The Bush administration hopes that the agreement will help build up India as a counterweight to Chinese influence and will induce India to follow U.S. foreign policy priorities, particularly with respect to Iran. But good U.S.-India relations are not dependent on the agreement (trade between the two countries has tripled within a decade and continues to grow). Furthermore, India has already made it clear that it intends to proceed with a gas pipeline from Iran passing through Pakistan, despite U.S. opposition.

The agreement will contribute indirectly to India's nuclear arsenal by allowing it to use imported nuclear fuel in its civilian reactors (as defined solely by India), while reserving its relatively scarce indigenous uranium for increased weapons production. This, in turn, will create new targets for theft by terrorists, as demonstrated by deadly bombings in Jaipur last year and Ahmedabad more recently. The agreement will also spur the purchase by India of billions of dollars of U.S. conventional military equipment. Unless a secret promise has been made by India, conventional military sales is where the deal will be most lucrative for the United States, since Russia and France are much more competitive in the nuclear reactor area; they are more likely to receive the bulk of high-ticket nuclear trade with India as a result of the NSG action.

The argument, by some proponents, that the agreement will reduce global warming by helping India replace coal plants with nuclear plants is bogus. India has a notoriously inefficient energy economy. The same amount of investment in efficiency improvements will reduce more greenhouse gases faster than India's plans for a greater nuclear sector over the next 20 years.

Although Congress has placed some tough requirements on the agreement, via the enabling legislation called the Hyde Act, it is clear that the deal shreds U.S. nonproliferation policy, increases the nuclear arms race in South Asia, and puts this country in the position of espousing nonproliferation for our enemies, but not our friends. This formula not only undermines efforts to rein in the nuclear ambitions of Iran, but also risks the collapse of the global nonproliferation regime and the creation of a world where nuclear terrorism can flourish. U.S.-Indian business interests lobbied furiously for the agreement, as did U.S. nuclear and defense contractors and elements of the Israeli lobby (Israel is in the same NPT category as India and, according to some reports, has raised the possibility of a similar deal for itself).

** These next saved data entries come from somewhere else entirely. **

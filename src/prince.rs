// "Prince" LZ decompressor.
//
// Control bits come from a byte-wide register consumed from the top bit
// and reloaded from the next input byte when empty; literal bytes are read
// from the same stream in between.
//
// One iteration:
//   - up to six literals, each gated by a `1` flag (a `0` flag ends the
//     group early);
//   - if all six fired, a `TABLE3` code gives a count of further literals;
//   - unless the loop is done, one back-reference:
//       length   = TABLE1 code + 2
//       row      = next 3 flags, selects a TABLE2 entry
//       distance = entry bias + extra bits + 1
//
// The loop runs while `pos + 1 < size`, so the final output byte is only
// produced if some token of the last iteration covers it.

use crate::bits::{ByteCursor, FlagOrder, FlagReader, FlagUnit};
use crate::error::Result;
use crate::window::FixedWindow;

/// Gated literals per iteration before the run-length extension kicks in.
pub const LITERAL_GATES: usize = 6;

/// Back-reference lengths: (threshold, base). Row `k` reads `k + 1` extra bits.
pub const TABLE1: [(u16, u16); 10] = [
    (0x8000, 0x0002),
    (0x4000, 0x0004),
    (0x2000, 0x0008),
    (0x1000, 0x0010),
    (0x0800, 0x0020),
    (0x0400, 0x0040),
    (0x0200, 0x0080),
    (0x0100, 0x0100),
    (0x0080, 0x0200),
    (0x0040, 0x0400),
];

/// Distance rows: high half is the bias, low half seeds the extra-bit shifter
/// (one extra bit per leading one, plus the terminating zero).
pub const TABLE2: [u32; 8] = [
    0x0000_F000,
    0x0020_FC00,
    0x00A0_FF00,
    0x02A0_FF80,
    0x06A0_FFC0,
    0x0EA0_FFE0,
    0x1EA0_FFF0,
    0x3EA0_FFF8,
];

/// Literal run extension: (threshold, base). Row `k` reads `k + 1` extra bits.
pub const TABLE3: [(u16, u16); 16] = [
    (0x8000, 0x0000),
    (0x4000, 0x0002),
    (0x2000, 0x0006),
    (0x1000, 0x000E),
    (0x0800, 0x001E),
    (0x0400, 0x003E),
    (0x0200, 0x007E),
    (0x0100, 0x00FE),
    (0x0080, 0x01FE),
    (0x0040, 0x03FE),
    (0x0020, 0x07FE),
    (0x0010, 0x0FFE),
    (0x0008, 0x1FFE),
    (0x0004, 0x3FFE),
    (0x0002, 0x7FFE),
    (0x0001, 0xFFFE),
];

/// Bias added to every `TABLE1` length.
pub const LENGTH_BIAS: usize = 2;

pub fn decompress(input: &[u8], size: usize) -> Result<Vec<u8>> {
    let mut out = vec![0u8; size];
    decompress_into(input, &mut out)?;
    Ok(out)
}

/// Decompress into `out` (length = declared size). Returns bytes written.
pub fn decompress_into(input: &[u8], out: &mut [u8]) -> Result<usize> {
    let mut flags = FlagReader::new(ByteCursor::new(input), FlagUnit::U8, FlagOrder::TopFirst);
    let mut window = FixedWindow::new(out);

    while window.pos() + 1 < window.len() {
        let mut taken = 0;
        while taken < LITERAL_GATES && flags.bit()? {
            window.push(flags.byte()?)?;
            taken += 1;
        }
        if taken == LITERAL_GATES {
            let extra = read_code(&mut flags, &TABLE3)?;
            for _ in 0..extra {
                window.push(flags.byte()?)?;
            }
        }
        if window.pos() + 1 >= window.len() {
            break;
        }

        let len = read_code(&mut flags, &TABLE1)? as usize + LENGTH_BIAS;
        let row = flags.bits(3)? as usize;
        let distance = read_distance(&mut flags, TABLE2[row])?;
        window.copy_back(distance, len)?;
    }
    Ok(window.pos())
}

/// Unary row prefix (ones, capped at the last row) then the row's extra bits.
fn read_code(flags: &mut FlagReader<'_>, table: &[(u16, u16)]) -> Result<u32> {
    let mut row = 0;
    while row + 1 < table.len() && flags.bit()? {
        row += 1;
    }
    let (mut threshold, base) = table[row];
    let mut extra = 0u32;
    loop {
        extra = (extra << 1) | u32::from(flags.bit()?);
        if threshold & 0x8000 != 0 {
            break;
        }
        threshold <<= 1;
    }
    Ok(u32::from(base) + extra)
}

fn read_distance(flags: &mut FlagReader<'_>, entry: u32) -> Result<usize> {
    let bias = (entry >> 16) as usize;
    let mut acc = entry & 0xFFFF;
    loop {
        let carry = acc & 0x8000;
        acc = ((acc << 1) | u32::from(flags.bit()?)) & 0xFFFF;
        if carry == 0 {
            break;
        }
    }
    Ok(bias + acc as usize + 1)
}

When the U.S.-India nuclear agreement was being negotiated, America's position was that India should sign the Comprehensive Test Ban Treaty, stop the production of fissile material for weapons, and place its breeder reactor program under safeguards. India refused, and the Bush negotiating team caved. Indeed, India's government has told its parliament and public that the agreement puts no restrictions on India's ability to test and build nuclear weapons.

Approval of this deal is the clearest sign yet that the world's nonproliferation regime is in deep trouble. The decision makes success more difficult for efforts to reduce and eliminate nuclear arms, as called for in Article VI of the NPT. Locking down "loose nukes" is critical, but not facilitating the production of more nukes is equally important. The risks inherent in the U.S.-India nuclear deal are too great to sustain any faith that this agreement could be a positive development for nonproliferation in the long term. It is premature at best, and another example of recklessness in the administration of U.S. foreign policy.

Leonard Weiss is an individual affiliate of CISAC and a member of the Board of the Center for Arms Control and Non-Proliferation. He was the chief architect of the Nuclear Nonproliferation Act of 1978.